Here we can view the bestfit parameters - the result of our fit. We have run two fits (separately for each theta23 octant), and the best result is stored in results[0] (both fits are also available under results[1])

bestfit_params = result[0]['params'].free
bestfit_params
name value nominal_value range prior units is_fixed
nue_numu_ratio 1.03304 1 [0.5, 1.5] +/- 0.05 dimensionless False
Barr_uphor_ratio-0.313404 0 [-3.0, 3.0] +/- 1.0 dimensionless False
Barr_nu_nubar_ratio-0.0200293 0 [-3.0, 3.0] +/- 1.0 dimensionless False
delta_index-0.0106011 0 [-0.5, 0.5] +/- 0.1 dimensionless False
theta13 8.50992 8.5 [7.85, 9.1] +/- 0.205 degree False
theta23 46.2525 42.3 [31, 59] uniform degree False
deltam310.00242605 0.002457 [0.001, 0.007] uniform electron_volt ** 2 False
aeff_scale 0.934868 1 [0.0, 3.0] uniform dimensionless False
nutau_norm 0.610718 1 [-1.0, 8.5] uniform dimensionless False
nu_nc_norm 1.26342 1 [0.5, 1.5] +/- 0.2 dimensionless False
opt_eff_overall 1.05348 1 [0.8, 1.2] +/- 0.1 dimensionless False
opt_eff_lateral 22.0081 25 [5, 50] +/- 10.0 dimensionless False
opt_eff_headon -1.32275 0 [-5.0, 2.0] uniform dimensionless False
ice_scattering -2.87791 0 [-15, 15] +/- 10.0 dimensionless False
ice_absorption 1.76103 0 [-15, 15] +/- 10.0 dimensionless False
atm_muon_scale 0.931489 1 [0.0, 5.0] uniform dimensionless False
# update the model with the bestfit (make a copy here, because we don't want our bestfit params to be affected (NB: stuff is passed by reference in python))
model.update_params(copy.deepcopy(bestfit_params))

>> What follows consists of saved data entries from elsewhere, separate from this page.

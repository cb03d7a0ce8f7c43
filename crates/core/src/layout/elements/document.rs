//! Layout document - the reconstructed reading-order aggregate.

use serde::Serialize;

use super::textblock::TextBlock;
use super::textline::TextLine;
use super::word::Word;

/// Why a word was left out of the layout.
#[derive(Debug, Clone, Copy, PartialEq, Eq, Serialize)]
#[serde(rename_all = "snake_case")]
pub enum DropReason {
    /// Zero width or zero height.
    ZeroArea,
}

/// A word that did not take part in clustering.
#[derive(Debug, Clone, PartialEq, Serialize)]
pub struct DroppedWord {
    /// Position of the word in the input sequence.
    pub index: usize,
    pub word: Word,
    pub reason: DropReason,
}

/// Ordered blocks of ordered lines of ordered words, plus the original input.
#[derive(Debug, Clone, PartialEq, Default, Serialize)]
pub struct LayoutDocument {
    blocks: Vec<TextBlock>,
    dropped: Vec<DroppedWord>,
    #[serde(skip)]
    words: Vec<Word>,
}

impl LayoutDocument {
    pub(crate) fn new(blocks: Vec<TextBlock>, dropped: Vec<DroppedWord>, words: Vec<Word>) -> Self {
        Self {
            blocks,
            dropped,
            words,
        }
    }

    /// Blocks in reading order.
    pub fn blocks(&self) -> &[TextBlock] {
        &self.blocks
    }

    /// The input words, in input order.
    pub fn words(&self) -> &[Word] {
        &self.words
    }

    /// Words excluded from clustering, in input order.
    pub fn dropped(&self) -> &[DroppedWord] {
        &self.dropped
    }

    pub fn is_empty(&self) -> bool {
        self.blocks.is_empty()
    }

    /// Every line, in reading order.
    pub fn lines(&self) -> impl Iterator<Item = &TextLine> {
        self.blocks.iter().flat_map(|b| b.iter())
    }

    /// Every placed word, in reading order.
    pub fn iter_words(&self) -> impl Iterator<Item = &Word> {
        self.blocks.iter().flat_map(|b| b.iter_words())
    }

    /// Reading-order text: words separated by spaces, lines by newlines,
    /// blocks by a blank line.
    pub fn text(&self) -> String {
        self.blocks
            .iter()
            .map(|b| b.text())
            .collect::<Vec<_>>()
            .join("\n\n")
    }
}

Let’s see how good that fit looks like. We here construct signed mod_chi2 maps by hand. You can see that after the fit, it improved considerably, and the distribution of chi2 values is now more uniform - not much features can be seen anymore.

fig, ax = plt.subplots(2, 3, figsize=(20, 7))
plt.subplots_adjust(hspace=0.5)

bestfit = model.get_outputs(return_sum=True)

data.plot(ax=ax[0,0], title="Data")
nominal.plot(ax=ax[0,1], title="Nominal")
diff = data - nominal
(abs(diff)*diff/(nominal + unp.std_devs(nominal.hist['total']))).plot(ax=ax[0,2], symm=True, title=r"signed $\chi^2$", vmin=-12, vmax=12)

data.plot(ax=ax[1,0], title="Data")
bestfit.plot(ax=ax[1,1], title="Bestfit")
diff = data - bestfit
(abs(diff)*diff/(bestfit + unp.std_devs(bestfit.hist['total']))).plot(ax=ax[1,2], symm=True, title=r"signed $\chi^2$", vmin=-12, vmax=12)
../_images/ff56f63a5627a0b4e776aabf2910d4b2526d67d853ae9b2de0c7d91fe6556fef.png

When checking the chi2 value from the fitted model, you maybe see that it is around 113, while in the minimizer loop we saw it converged to 116. It is important to keep in mind that in the fit we had extended the metric with prior penalty terms. When we add those back we get the identical number as reported in the fit.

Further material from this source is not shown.